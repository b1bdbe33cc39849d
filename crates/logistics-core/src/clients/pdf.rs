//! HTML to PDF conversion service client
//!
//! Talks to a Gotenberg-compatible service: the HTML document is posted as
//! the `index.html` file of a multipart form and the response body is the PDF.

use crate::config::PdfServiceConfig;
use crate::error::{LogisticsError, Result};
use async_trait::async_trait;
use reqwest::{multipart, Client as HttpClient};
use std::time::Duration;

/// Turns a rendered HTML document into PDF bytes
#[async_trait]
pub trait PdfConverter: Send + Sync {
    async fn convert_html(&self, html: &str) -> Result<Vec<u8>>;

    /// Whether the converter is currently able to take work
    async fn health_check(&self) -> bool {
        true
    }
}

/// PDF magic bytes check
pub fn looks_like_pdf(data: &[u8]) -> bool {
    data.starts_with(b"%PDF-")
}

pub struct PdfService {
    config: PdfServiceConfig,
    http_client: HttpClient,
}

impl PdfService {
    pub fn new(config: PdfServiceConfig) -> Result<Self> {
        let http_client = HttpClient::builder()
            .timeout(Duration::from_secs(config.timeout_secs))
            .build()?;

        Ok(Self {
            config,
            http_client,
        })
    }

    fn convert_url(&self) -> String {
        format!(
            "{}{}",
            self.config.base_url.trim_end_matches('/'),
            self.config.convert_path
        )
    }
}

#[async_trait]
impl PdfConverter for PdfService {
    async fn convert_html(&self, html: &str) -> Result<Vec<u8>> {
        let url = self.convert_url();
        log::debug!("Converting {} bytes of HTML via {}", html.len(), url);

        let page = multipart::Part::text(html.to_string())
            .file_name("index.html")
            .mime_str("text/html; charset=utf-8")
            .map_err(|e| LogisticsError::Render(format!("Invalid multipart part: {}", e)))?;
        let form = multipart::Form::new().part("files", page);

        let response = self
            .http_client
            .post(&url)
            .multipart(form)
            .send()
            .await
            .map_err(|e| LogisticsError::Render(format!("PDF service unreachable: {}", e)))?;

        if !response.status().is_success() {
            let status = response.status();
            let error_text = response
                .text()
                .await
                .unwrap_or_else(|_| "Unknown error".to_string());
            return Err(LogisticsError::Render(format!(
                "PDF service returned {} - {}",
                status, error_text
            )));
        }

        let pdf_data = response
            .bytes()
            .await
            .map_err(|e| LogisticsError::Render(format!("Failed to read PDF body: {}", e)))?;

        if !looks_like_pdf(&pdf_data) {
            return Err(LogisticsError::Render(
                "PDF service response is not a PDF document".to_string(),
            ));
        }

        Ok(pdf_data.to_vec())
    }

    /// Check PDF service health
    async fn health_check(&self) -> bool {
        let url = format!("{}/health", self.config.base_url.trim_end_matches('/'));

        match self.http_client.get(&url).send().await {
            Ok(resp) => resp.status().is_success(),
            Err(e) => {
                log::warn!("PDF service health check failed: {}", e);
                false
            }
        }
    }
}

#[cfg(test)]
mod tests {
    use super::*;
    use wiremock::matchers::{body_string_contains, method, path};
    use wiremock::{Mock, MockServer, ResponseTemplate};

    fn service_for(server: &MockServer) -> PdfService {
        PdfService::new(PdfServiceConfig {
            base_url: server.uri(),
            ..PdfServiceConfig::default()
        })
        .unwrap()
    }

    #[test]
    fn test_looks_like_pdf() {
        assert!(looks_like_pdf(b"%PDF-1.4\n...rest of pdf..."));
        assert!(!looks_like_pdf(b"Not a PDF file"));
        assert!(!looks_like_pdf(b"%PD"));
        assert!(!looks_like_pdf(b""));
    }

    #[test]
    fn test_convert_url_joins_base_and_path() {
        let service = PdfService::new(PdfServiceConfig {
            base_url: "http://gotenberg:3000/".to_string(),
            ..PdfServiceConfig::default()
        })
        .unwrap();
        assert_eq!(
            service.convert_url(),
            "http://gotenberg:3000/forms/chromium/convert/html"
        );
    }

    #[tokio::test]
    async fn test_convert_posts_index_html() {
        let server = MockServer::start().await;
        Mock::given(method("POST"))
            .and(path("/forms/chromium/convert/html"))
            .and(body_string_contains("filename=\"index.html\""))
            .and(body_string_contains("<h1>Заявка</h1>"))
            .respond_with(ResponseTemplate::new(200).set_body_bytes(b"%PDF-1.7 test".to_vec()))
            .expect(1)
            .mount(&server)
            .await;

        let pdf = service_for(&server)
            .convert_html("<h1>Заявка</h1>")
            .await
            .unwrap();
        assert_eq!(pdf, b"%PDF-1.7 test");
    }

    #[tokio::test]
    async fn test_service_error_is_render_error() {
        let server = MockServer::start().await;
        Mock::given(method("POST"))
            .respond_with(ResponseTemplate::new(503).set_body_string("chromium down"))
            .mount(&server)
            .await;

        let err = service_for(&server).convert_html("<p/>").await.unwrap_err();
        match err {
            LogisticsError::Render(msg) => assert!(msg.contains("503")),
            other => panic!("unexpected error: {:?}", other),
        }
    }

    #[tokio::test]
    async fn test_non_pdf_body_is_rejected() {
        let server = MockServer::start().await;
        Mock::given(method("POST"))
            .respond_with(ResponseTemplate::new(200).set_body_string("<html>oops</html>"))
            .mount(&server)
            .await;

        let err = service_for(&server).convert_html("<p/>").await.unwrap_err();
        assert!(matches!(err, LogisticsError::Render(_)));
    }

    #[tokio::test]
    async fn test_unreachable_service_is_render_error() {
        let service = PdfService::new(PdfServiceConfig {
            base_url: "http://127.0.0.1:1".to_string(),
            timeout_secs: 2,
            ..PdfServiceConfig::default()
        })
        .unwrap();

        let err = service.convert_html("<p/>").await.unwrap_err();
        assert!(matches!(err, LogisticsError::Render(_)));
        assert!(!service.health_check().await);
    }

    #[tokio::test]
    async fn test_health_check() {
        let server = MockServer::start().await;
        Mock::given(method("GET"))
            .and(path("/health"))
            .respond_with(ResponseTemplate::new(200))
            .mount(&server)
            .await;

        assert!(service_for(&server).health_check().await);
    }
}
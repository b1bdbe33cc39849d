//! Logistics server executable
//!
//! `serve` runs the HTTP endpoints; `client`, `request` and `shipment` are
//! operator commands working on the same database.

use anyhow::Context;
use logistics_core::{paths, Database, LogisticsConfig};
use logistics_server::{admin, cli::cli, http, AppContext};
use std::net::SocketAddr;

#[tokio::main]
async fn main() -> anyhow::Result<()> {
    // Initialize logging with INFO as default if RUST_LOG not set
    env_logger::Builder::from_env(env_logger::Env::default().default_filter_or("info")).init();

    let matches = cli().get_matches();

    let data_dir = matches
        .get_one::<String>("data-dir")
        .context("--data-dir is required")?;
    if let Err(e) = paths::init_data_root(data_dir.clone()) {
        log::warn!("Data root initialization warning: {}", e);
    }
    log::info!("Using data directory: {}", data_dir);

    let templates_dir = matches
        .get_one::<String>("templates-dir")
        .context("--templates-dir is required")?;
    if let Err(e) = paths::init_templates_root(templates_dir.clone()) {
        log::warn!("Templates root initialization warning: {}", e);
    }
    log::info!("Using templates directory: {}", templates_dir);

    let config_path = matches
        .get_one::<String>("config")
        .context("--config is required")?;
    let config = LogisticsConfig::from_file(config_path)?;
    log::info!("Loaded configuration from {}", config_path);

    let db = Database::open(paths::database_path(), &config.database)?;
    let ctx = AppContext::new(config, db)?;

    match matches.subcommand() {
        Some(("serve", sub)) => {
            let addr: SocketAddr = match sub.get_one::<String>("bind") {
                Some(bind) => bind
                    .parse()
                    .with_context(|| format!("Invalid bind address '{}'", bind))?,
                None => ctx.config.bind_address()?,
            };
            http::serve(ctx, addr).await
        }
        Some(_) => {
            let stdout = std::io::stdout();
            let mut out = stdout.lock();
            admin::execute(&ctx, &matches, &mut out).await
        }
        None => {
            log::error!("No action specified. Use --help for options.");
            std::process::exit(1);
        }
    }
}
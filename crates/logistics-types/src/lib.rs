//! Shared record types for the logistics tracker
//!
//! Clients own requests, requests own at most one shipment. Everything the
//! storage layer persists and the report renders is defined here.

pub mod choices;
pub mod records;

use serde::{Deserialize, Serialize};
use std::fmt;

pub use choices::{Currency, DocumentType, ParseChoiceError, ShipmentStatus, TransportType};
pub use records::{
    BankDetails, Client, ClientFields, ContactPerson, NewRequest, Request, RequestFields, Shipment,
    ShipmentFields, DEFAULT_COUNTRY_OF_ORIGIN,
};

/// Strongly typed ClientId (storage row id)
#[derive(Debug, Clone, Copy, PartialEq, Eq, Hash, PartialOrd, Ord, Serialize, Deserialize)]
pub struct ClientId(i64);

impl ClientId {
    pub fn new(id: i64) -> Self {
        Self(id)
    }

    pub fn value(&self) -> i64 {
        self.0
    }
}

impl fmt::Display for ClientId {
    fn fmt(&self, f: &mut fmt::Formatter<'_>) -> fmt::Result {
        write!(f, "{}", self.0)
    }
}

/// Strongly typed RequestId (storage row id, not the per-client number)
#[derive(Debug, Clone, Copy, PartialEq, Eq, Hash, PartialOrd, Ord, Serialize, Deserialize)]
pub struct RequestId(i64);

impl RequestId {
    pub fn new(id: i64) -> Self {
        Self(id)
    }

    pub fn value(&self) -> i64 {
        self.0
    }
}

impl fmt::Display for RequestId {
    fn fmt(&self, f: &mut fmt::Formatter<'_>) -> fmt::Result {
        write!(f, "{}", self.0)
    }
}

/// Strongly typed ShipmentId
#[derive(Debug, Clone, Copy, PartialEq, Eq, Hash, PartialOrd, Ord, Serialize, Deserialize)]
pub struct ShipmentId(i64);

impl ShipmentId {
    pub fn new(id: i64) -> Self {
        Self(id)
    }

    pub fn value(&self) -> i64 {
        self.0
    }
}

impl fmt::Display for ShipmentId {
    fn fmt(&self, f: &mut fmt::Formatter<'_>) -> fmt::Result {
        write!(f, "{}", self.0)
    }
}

------------

* **Work task**
Write down again, exactly as given, only the lines above that fall from the line with "is posted as" to the line with "use async_trait::async_trait;", inclusive.

* **Reply to the task**
//! Talks to a Gotenberg-compatible service: the HTML document is posted as
//! the `index.html` file of a multipart form and the response body is the PDF.

use crate::config::PdfServiceConfig;
use crate::error::{LogisticsError, Result};
use async_trait::async_trait;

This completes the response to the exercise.